The unconventional catalytic activity of COSY as a BAHD-family enzyme is reminiscent of the recently reported isochorismoyl-glutamate pyruvoyl-glutamate lyase (IPGL) in the Arabidopsis salicylic acid (SA) biosynthetic pathway, encoded by the ENHANCED PSEUDOMONAS SUSCEPTIBILITY 1 (EPS1) gene30. Despite being a BAHD-family enzyme, EPS1 catalyzes the production of plant defense hormone SA from isochorismoyl-glutamate, a reaction that otherwise occurs spontaneously at a slower rate31. Similar to the case of COSY, the active site of EPS1 has evolved unique geometry and dynamism to accommodate the highly specialized IPGL activity31. Unlike COSY, EPS1 further harbors substitutions to the highly conserved catalytic histidine and tryptophan residues, suggesting its derived catalytic function has entirely deviated from the ancestral acyltransferase activity31. Both EPS1 and COSY illustrate the mechanistic plasticity of the BAHD protein fold, which permits reconfiguration of its ancestral active site to access alternative catalytic functions through adaptive mutations. Reconstruction of such plausible mutational trajectories is an interesting topic for future research. It is worth noting that similar research has been previously pursued on the chalcone isomerase (CHI) fold proteins, which demonstrated the feasibility of arriving at the enantioselective CHI activity through laboratory evolution starting from a noncatalytic progenitor scaffold32,33,34.

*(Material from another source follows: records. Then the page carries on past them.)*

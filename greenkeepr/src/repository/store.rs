//! Read access to stored repositories.

use super::{Repository, RepositoryError};
use async_trait::async_trait;
use std::path::{Path, PathBuf};
use tracing::{debug, warn};

/// Source of the repositories the scheduler walks.
#[async_trait]
pub trait RepositoryStore: Send + Sync {
    /// Loads every stored repository.
    async fn load(&self) -> Result<Vec<Repository>, RepositoryError>;

    /// Loads a single repository by ID.
    async fn find(&self, id: &str) -> Result<Repository, RepositoryError> {
        self.load()
            .await?
            .into_iter()
            .find(|repository| repository.id == id)
            .ok_or_else(|| RepositoryError::NotFound { id: id.to_string() })
    }
}

/// Directory of `<ID>.json` files, one per repository.
#[derive(Debug, Clone)]
pub struct FileRepositoryStore {
    data_dir: PathBuf,
}

impl FileRepositoryStore {
    /// Creates a store reading from `data_dir`.
    pub fn new(data_dir: impl Into<PathBuf>) -> Self {
        Self {
            data_dir: data_dir.into(),
        }
    }

    /// Returns the data directory.
    pub fn data_dir(&self) -> &Path {
        &self.data_dir
    }
}

#[async_trait]
impl RepositoryStore for FileRepositoryStore {
    async fn load(&self) -> Result<Vec<Repository>, RepositoryError> {
        let io_error = |source| RepositoryError::Io {
            path: self.data_dir.display().to_string(),
            source,
        };

        let mut entries = tokio::fs::read_dir(&self.data_dir).await.map_err(io_error)?;
        let mut repositories = Vec::new();

        while let Some(entry) = entries.next_entry().await.map_err(io_error)? {
            let path = entry.path();
            if path.extension().is_none_or(|ext| ext != "json") || !path.is_file() {
                continue;
            }

            let raw = match tokio::fs::read_to_string(&path).await {
                Ok(raw) => raw,
                Err(e) => {
                    warn!(path = %path.display(), error = %e, "Failed to read repository");
                    continue;
                }
            };

            match serde_json::from_str::<Repository>(&raw) {
                Ok(repository) => repositories.push(repository),
                Err(e) => {
                    warn!(path = %path.display(), error = %e, "Skipping invalid repository file");
                }
            }
        }

        repositories.sort_by(|a, b| a.id.cmp(&b.id));
        debug!(count = repositories.len(), "Loaded repositories");
        Ok(repositories)
    }
}
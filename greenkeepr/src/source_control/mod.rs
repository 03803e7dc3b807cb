//! Working copy operations used to publish updates.

mod error;
mod git;

pub use error::GitError;
pub use git::GitCli;

use crate::repository::Repository;
use async_trait::async_trait;
use std::path::Path;

/// Version control operations on a local working copy.
#[async_trait]
pub trait SourceControl: Send + Sync {
    /// Clones or fetches `repository` into `checkout` and resets it to a
    /// clean default branch.
    async fn sync(&self, repository: &Repository, checkout: &Path) -> Result<(), GitError>;

    /// Creates and checks out `branch` from the current head.
    async fn create_branch(&self, checkout: &Path, branch: &str) -> Result<(), GitError>;

    /// Stages `files` (relative to `checkout`) and commits them.
    async fn stage_and_commit(&self, checkout: &Path, files: &[String], message: &str) -> Result<(), GitError>;

    /// Force-pushes the current head to `branch` on the remote.
    async fn force_push(&self, repository: &Repository, checkout: &Path, branch: &str) -> Result<(), GitError>;

    /// Checks out the default branch again.
    async fn restore_default_branch(&self, repository: &Repository, checkout: &Path) -> Result<(), GitError>;
}
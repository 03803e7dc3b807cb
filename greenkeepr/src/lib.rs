#![doc = include_str!(concat!("../", env!("CARGO_PKG_README")))]

pub mod broker;
pub mod build_cache;
pub mod checker;
pub mod config;
pub mod dedup;
pub mod host;
pub mod manifest;
pub mod marker;
pub mod pipeline;
pub mod publisher;
pub mod report;
pub mod repository;
pub mod runner;
pub mod scheduler;
pub mod source_control;
pub mod summary;
pub mod templates;

pub use broker::{Broker, BrokerError, CheckRequested, RepositoryDue, RepositoryToggled};
pub use build_cache::{BuildCache, BuildCacheError, BuildCacheKey};
pub use checker::{CheckRequest, Checker, CheckerError, CheckerExit, DockerChecker, Mount};
pub use config::{ConfigError, LanguageSettings, ServiceConfig};
pub use dedup::DeduplicationGate;
pub use host::{CodeHost, CreatedPullRequest, GitHubHost, HostError, NewPullRequest, OpenPullRequest};
pub use manifest::{handler_for, locate, Language, ManifestError, ManifestHandler, PatchedManifest};
pub use marker::PullRequestMarker;
pub use pipeline::{ModuleOutcome, PipelineContext, UpdateError, UpdatePipeline};
pub use publisher::{PatchedFile, PublishError, PublishRequest, PublishedUpdate, Publisher};
pub use report::{parse_json, parse_log, OutdatedReport, ReportError, VersionInfo};
pub use repository::{
    FileRepositoryStore, ModuleConfig, Repository, RepositoryConfig, RepositoryError,
    RepositoryStore,
};
pub use runner::{Runner, RunnerConfig, RunnerError};
pub use scheduler::{CheckWorker, ConfigResolver, FanOut, Scheduler};
pub use source_control::{GitCli, GitError, SourceControl};
pub use summary::{ProcessingResult, RunSummary};
pub use templates::{generate_branch_name, TemplateError, TemplateRenderer, UpdateContext};
//! Isolated outdated-dependency checks.
//!
//! A checker reads the manifests from the build cache, writes its report into
//! the same directory and exits. Its exit code is informational only: the
//! report file decides the outcome, and a missing or empty report means there
//! is nothing to update.

mod docker;
mod error;
mod request;

pub use docker::DockerChecker;
pub use error::CheckerError;
pub use request::{CheckRequest, Mount};

use async_trait::async_trait;
use std::path::Path;

/// How a checker run ended.
#[derive(Debug, Clone, Copy, PartialEq, Eq)]
pub struct CheckerExit {
    /// Exit code, `None` if the process was killed by a signal.
    pub code: Option<i32>,
}

/// Runs checker images.
#[async_trait]
pub trait Checker: Send + Sync {
    /// Runs `request` to completion.
    async fn run(&self, request: &CheckRequest) -> Result<CheckerExit, CheckerError>;
}

/// Reads the report written by a checker.
///
/// Returns `None` if the file is missing or blank.
///
/// # Errors
///
/// Returns [`CheckerError::ReadReport`] if the file exists but cannot be read.
pub async fn read_report(path: &Path) -> Result<Option<String>, CheckerError> {
    match tokio::fs::read_to_string(path).await {
        Ok(content) if content.trim().is_empty() => Ok(None),
        Ok(content) => Ok(Some(content)),
        Err(e) if e.kind() == std::io::ErrorKind::NotFound => Ok(None),
        Err(e) => Err(CheckerError::ReadReport {
            path: path.display().to_string(),
            source: e,
        }),
    }
}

Several questions regarding the biochemical activities and biological functions of COSY have yet to be answered. We show that although the catalytic histidine and tryptophan remain unmutated among COSY orthologs, they are apparently nonessential to the coumarin synthase activity of COSY. Interestingly, our phylogenetic analyses suggest that the emergence of COSY predates the emergence of the coumarin biosynthetic pathway, which developed as an offshoot of the general phenylpropanoid metabolism only in eudicots. Could COSY still retain some ancestral activity outside the context of coumarin biosynthesis? What are the biological functions of COSY orthologs in monocots where coumarin biosynthesis is absent? Moreover, our study of COSY identified its enzymatic activity in converting trans-phenylpropanoids (in the form of CoA thioester) to their cis form. This observation raises the question regarding the biosynthetic origins of various cis-phenylpropanoids previously reported in plants35,36. For example, cis-cinnamic acid occurs in many plants and acts as an auxin transport inhibitor that promotes lateral root growth37,38,39. In addition, cis-p-coumaroylagmatine found in Albizzia julibrissin Durazz was reported to contain nyctinasty-inducing activities35. Although the occurrence of cis-phenylpropanoids has long been attributed to spontaneous trans-cis isomerization, perhaps enzymes like COSY are yet to be discovered that catalyze these physiologically important isomerization reactions.

Methods

Materials and general methods

Scopoletin (CAS No. 92-61-5, Product No. S2500), umbelliferone (CAS No. 93-35-6, Product No. H24003), 2OHpCA (CAS No. 614-86-8, Product No. 663158) were obtained from Sigma Aldrich. 6OHFA was synthesized by mixing scopoletin with 2.0 M NaOH solution at 23 °C followed by vigorous stirring at 80 °C for 1 h, acidification to pH 5 at 23 °C via dropwise addition of 1.0 M HCl, and extraction with EtOAc. Column chromatography was conducted to obtain purified 6OHFA using a Buchi Pure C-815 Flash Automated Chromatography System equipped with Buchi FlashPure EcoFlex SiO2 prepacked columns (40–63 μm). All reagents used in biochemical assays were obtained from Sigma Aldrich. Deuterium oxide (CAS No. 7789-20-0, Product No. DLM-4-10X1ML) was obtained from Cambridge Isotopes Laboratories. All other reagents in this study were obtained from Thermo Fisher Scientific.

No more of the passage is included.